Per completare il paragone per me quelli che ogni tanto immortalano dopo che hanno buttato la loro Supercar (l'ultima che ho visto forse era una Ford gt o una corvette) contro un albero praticamente da fermi sono come quelli che si sparano su un piede.
Se fossero disarmati,o in questo caso non avessero 600 CV sotto il sedere quando guidano,sarebbe meglio.
 
Sul parallelismo con le armi io lo trovo piuttosto azzeccato nel senso che una Supercar proprio come un'arma andrebbe riservata a chi è in grado di usarla.
Chi vende auto lo fa per profitto.
Sono almeno 30 anni che i produttori sono molto più preoccupati di ampliare la clientela che non della qualità del prodotto, o dei rischi che il loro utilizzo implica.
Se così fosse (posto che per acquistare un'auto non serve nemmeno avere la patente), chi sarebbero i destinatari d'elezione?
 
altrimenti basta una parte non vitale
Uhm..... secondo me, qui chi vede troppi film non sono io. Non possiedo armi da fuoco (mi è salita più volte la scimmia balistica, ma l'ho sempre fatta scendere....), ma sono amico di un appassionato che ne ha una decina e seguo il tema in rete perchè mi affascinano molto, soprattutto le pistole.
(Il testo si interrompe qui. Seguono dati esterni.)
//! Timestamp parsing and storage formatting.
//!
//! Timestamps are naive wall-clock values as entered by the user. Stored text
//! uses a fixed-width ISO-8601 layout so lexicographic order equals time
//! order.

use crate::model::validation::ValidationError;
use chrono::{NaiveDate, NaiveDateTime};

/// Point in time a message was exchanged or a follow-up is due.
pub type Timestamp = NaiveDateTime;

const STORAGE_FORMAT: &str = "%Y-%m-%dT%H:%M:%S%.f";
const ACCEPTED_FORMATS: &[&str] = &[
    "%Y-%m-%dT%H:%M:%S%.f",
    "%Y-%m-%d %H:%M:%S%.f",
    "%Y-%m-%dT%H:%M",
    "%Y-%m-%d %H:%M",
];

/// Parses user-supplied timestamp text.
///
/// Accepts `YYYY-MM-DDTHH:MM[:SS[.fff]]`, a space instead of `T`, or a bare
/// `YYYY-MM-DD` (midnight).
///
/// # Errors
/// - `ValidationError::InvalidTimestamp` when no accepted layout matches.
pub fn parse_timestamp(value: &str) -> Result<Timestamp, ValidationError> {
    let trimmed = value.trim();
    for format in ACCEPTED_FORMATS {
        if let Ok(parsed) = NaiveDateTime::parse_from_str(trimmed, format) {
            return Ok(parsed);
        }
    }

    parse_date(trimmed)
        .and_then(|date| date.and_hms_opt(0, 0, 0))
        .ok_or_else(|| ValidationError::InvalidTimestamp(value.to_string()))
}

/// Parses the inclusive upper bound of a date window.
///
/// Same layouts as `parse_timestamp`, except a bare `YYYY-MM-DD` covers the
/// whole day instead of stopping at midnight.
///
/// # Errors
/// - `ValidationError::InvalidTimestamp` when no accepted layout matches.
pub fn parse_range_end(value: &str) -> Result<Timestamp, ValidationError> {
    match parse_date(value.trim()) {
        Some(date) => date
            .and_hms_nano_opt(23, 59, 59, 999_999_999)
            .ok_or_else(|| ValidationError::InvalidTimestamp(value.to_string())),
        None => parse_timestamp(value),
    }
}

fn parse_date(value: &str) -> Option<NaiveDate> {
    NaiveDate::parse_from_str(value, "%Y-%m-%d").ok()
}

/// Formats a timestamp for persistence.
pub fn format_timestamp(value: &Timestamp) -> String {
    value.format(STORAGE_FORMAT).to_string()
}
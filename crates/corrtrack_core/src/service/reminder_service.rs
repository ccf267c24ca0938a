//! Follow-up reminder derivation.
//!
//! # Responsibility
//! - Derive pending/overdue follow-ups from entries carrying a follow-up
//!   date, relative to a caller-supplied reference time.
//!
//! # Invariants
//! - Stateless: nothing is persisted and no follow-up is ever resolved
//!   automatically. Status is re-derived on every call.
//! - `response_status` is not consulted.
//! - Output is ordered by `follow_up_date ASC, entry id ASC`.
//! - Overdue means `follow_up_date < now`; the day delta of an overdue
//!   reminder is always negative.

use crate::model::contact::{Contact, ContactId};
use crate::model::entry::CorrespondenceEntry;
use crate::model::timestamp::Timestamp;
use crate::repo::contact_repo::ContactRepository;
use crate::repo::entry_repo::EntryRepository;
use crate::repo::error::RepoResult;
use log::{debug, warn};
use serde::Serialize;
use std::collections::HashMap;

const SECONDS_PER_DAY: i64 = 86_400;

/// Derived state of one follow-up.
#[derive(Debug, Clone, Copy, PartialEq, Eq, Serialize)]
#[serde(rename_all = "snake_case")]
pub enum ReminderStatus {
    /// Due date is at or after the reference time.
    Pending,
    /// Due date is before the reference time.
    Overdue,
}

/// One outstanding follow-up with its contact.
#[derive(Debug, Clone, PartialEq, Eq, Serialize)]
pub struct Reminder {
    pub entry: CorrespondenceEntry,
    pub contact: Contact,
    pub status: ReminderStatus,
    /// Whole days from `now` to the due date, floored. Negative when overdue.
    pub days_until_due: i64,
}

impl Reminder {
    pub fn due(&self) -> Option<Timestamp> {
        self.entry.follow_up_date
    }
}

/// Reminder listing options.
#[derive(Debug, Clone, Copy, Default, PartialEq, Eq)]
pub struct ReminderQuery {
    /// Restrict output to overdue reminders.
    pub overdue_only: bool,
}

impl ReminderQuery {
    pub fn overdue_only() -> Self {
        Self { overdue_only: true }
    }

    /// Applies the restriction to already-derived reminders.
    ///
    /// Idempotent: applying it to its own output changes nothing.
    pub fn apply(&self, reminders: Vec<Reminder>) -> Vec<Reminder> {
        if !self.overdue_only {
            return reminders;
        }
        reminders
            .into_iter()
            .filter(|reminder| reminder.status == ReminderStatus::Overdue)
            .collect()
    }
}

/// Classifies a due date against the reference time.
///
/// Returns the status and the signed whole-day delta (floored), so a
/// follow-up two hours overdue reports `-1`.
pub fn classify(follow_up_date: Timestamp, now: Timestamp) -> (ReminderStatus, i64) {
    let status = if follow_up_date < now {
        ReminderStatus::Overdue
    } else {
        ReminderStatus::Pending
    };
    let delta_days = (follow_up_date - now)
        .num_seconds()
        .div_euclid(SECONDS_PER_DAY);
    (status, delta_days)
}

/// Builds sorted reminders from follow-up entries and a contact lookup.
///
/// Entries without a follow-up date are skipped. Entries whose contact is
/// missing from `contacts` are skipped with a warning.
pub fn derive_reminders(
    entries: Vec<CorrespondenceEntry>,
    contacts: &HashMap<ContactId, Contact>,
    now: Timestamp,
    query: &ReminderQuery,
) -> Vec<Reminder> {
    let mut reminders = Vec::new();
    for entry in entries {
        let Some(due) = entry.follow_up_date else {
            continue;
        };
        let Some(contact) = contacts.get(&entry.contact_id) else {
            warn!(
                "event=reminder_derive module=reminders status=skipped entry_id={} contact_id={} error_code=contact_missing",
                entry.id, entry.contact_id
            );
            continue;
        };

        let (status, days_until_due) = classify(due, now);
        reminders.push(Reminder {
            entry,
            contact: contact.clone(),
            status,
            days_until_due,
        });
    }

    reminders.sort_by(|left, right| {
        left.entry
            .follow_up_date
            .cmp(&right.entry.follow_up_date)
            .then(left.entry.id.cmp(&right.entry.id))
    });
    query.apply(reminders)
}

/// Derives outstanding follow-ups from the correspondence log.
pub struct ReminderEngine<C: ContactRepository, E: EntryRepository> {
    contacts: C,
    entries: E,
}

impl<C: ContactRepository, E: EntryRepository> ReminderEngine<C, E> {
    pub fn new(contacts: C, entries: E) -> Self {
        Self { contacts, entries }
    }

    /// Returns follow-ups as of `now`, most urgent first.
    pub fn reminders(&self, now: Timestamp, query: &ReminderQuery) -> RepoResult<Vec<Reminder>> {
        let follow_ups = self.entries.list_follow_ups()?;
        let contacts = self
            .contacts
            .list_contacts()?
            .into_iter()
            .map(|contact| (contact.id, contact))
            .collect::<HashMap<_, _>>();

        let reminders = derive_reminders(follow_ups, &contacts, now, query);
        debug!(
            "event=reminder_derive module=reminders status=ok count={} overdue_only={}",
            reminders.len(),
            query.overdue_only
        );
        Ok(reminders)
    }
}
Per quello che so dell'argomento, mi sono fatto l'idea che chi parla di mirare alle gambe o comunque tira fuori argomentazioni del genere non si rende conto del fatto che trovarsi uno o più intrusi in casa non è come andare al poligono, mettersi in posizione, scarrellare, impugnare l'arma correttamente con due mani, rilassarsi, prendere la mira, trattenere il respiro e tirare il grilletto. Durante una rapina tu non prendi la mira, non ne hai nè il tempo nè la forma mentis, la paura prende il sopravvento, punti la canna a occhio sulla sagoma più grossa e tiri il grilletto, e la dura verità è che in caso di aggressione la cosa giusta da fare è sparare per uccidere, perchè l'ospite non invitato va fermato, punto e basta. E' questione di attimi, e chi fa i sofismi tipo eh, ma la reazione deve essere proporzionata, bastava mirare alle gambe e altre boiate del genere non ci si è mai trovato in mezzo. E forse, qualche volta, non sarebbe male che capitasse a lui.
 
Appunto, un furto NON è una rapina. Se chi hai di fronte NON è armato, è sufficiente metterlo in fuga, altrimenti è omicidio.
Stiamo parlando di uso LEGITTIMO dell'arma, quindi a fronte di un pericolo concreto che chi hai di fronte possa in qualche modo fare del male a te e ai tuoi familiari. Che poi, dipendesse da me..... non vado oltre.
 
Lo hai appena fatto, comunque, un corso di addestramento ti svelerebbe un mondo...
Un corso di addestramento mi sarebbe utile come la proverbiale forchetta per il brodo, per certe cose ci vuole anche la predisposizione e soprattutto l'esercizio continuo. Io sono il prototipo del polentone, non ho mai fatto nemmeno a cazzotti e sono sicuro che, pur pesando un quintale e passa, le avrei prese anche da uno spaventapasseri. Poi non so come avrei reagito, o reagirei, in una situazione di pericolo per me e soprattutto per i miei familiari, ma l'«addestramento» serve se lo pratichi, se no è fatica sprecata.
 
Per quello ci si deve formare agli automatismi, perché, appunto, non siamo in un film.
Il mio migliore amico ha una collezione di circa 400 pezzi di armi da guerra.
E' perito balistico.
Pratica una disciplina in cui spari con varie armi, anche in movimento e tira di precisione.

Tiene le munizioni in una casa diversa da dove tiene le armi.
La sua paura più grande è che in caso di pericolo/pressione/minaccia non abbia la lucidità sufficiente per ferire e non uccidere, rinunciando all'automatismo cui è abituato.